EXERCISE: Filter these entries, keeping only lines that hold the word "String".

RECORDS TO PROCESS:
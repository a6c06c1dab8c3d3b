// SPDX-FileCopyrightText: 2025 Semiotic AI, Inc.
//
// SPDX-License-Identifier: Apache-2.0

//! Chain client boundary
//!
//! The updater never talks to a node directly. It hands each chunk's
//! flattened calldata to a [`ChainClient`], which executes it through an
//! aggregating contract and returns the flat result values.

use alloy_primitives::U256;
use async_trait::async_trait;
use std::sync::Arc;

use crate::errors::ChainClientError;

/// Executes one batched read request
///
/// `calldata` is the concatenation, per call, of
/// `address, selector, calldata length, calldata...`. The returned values
/// are decoded positionally against every call of the chunk in order.
///
/// # Examples
///
/// ```
/// use alloy_primitives::U256;
/// use async_trait::async_trait;
/// use multicall_sync::{ChainClient, ChainClientError};
///
/// struct Zeroes;
///
/// #[async_trait]
/// impl ChainClient for Zeroes {
///     async fn execute_batch(&self, calldata: Vec<String>) -> Result<Vec<U256>, ChainClientError> {
///         Ok(vec![U256::ZERO; calldata.len() / 3])
///     }
/// }
/// ```
#[async_trait]
pub trait ChainClient: Send + Sync {
    /// Execute the flattened batch and return its flat result values
    async fn execute_batch(&self, calldata: Vec<String>) -> Result<Vec<U256>, ChainClientError>;
}

#[async_trait]
impl<C: ChainClient + ?Sized> ChainClient for Arc<C> {
    async fn execute_batch(&self, calldata: Vec<String>) -> Result<Vec<U256>, ChainClientError> {
        (**self).execute_batch(calldata).await
    }
}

ANSWER BELOW:
///     async fn execute_batch(&self, calldata: Vec<String>) -> Result<Vec<U256>, ChainClientError> {
    async fn execute_batch(&self, calldata: Vec<String>) -> Result<Vec<U256>, ChainClientError>;
    async fn execute_batch(&self, calldata: Vec<String>) -> Result<Vec<U256>, ChainClientError> {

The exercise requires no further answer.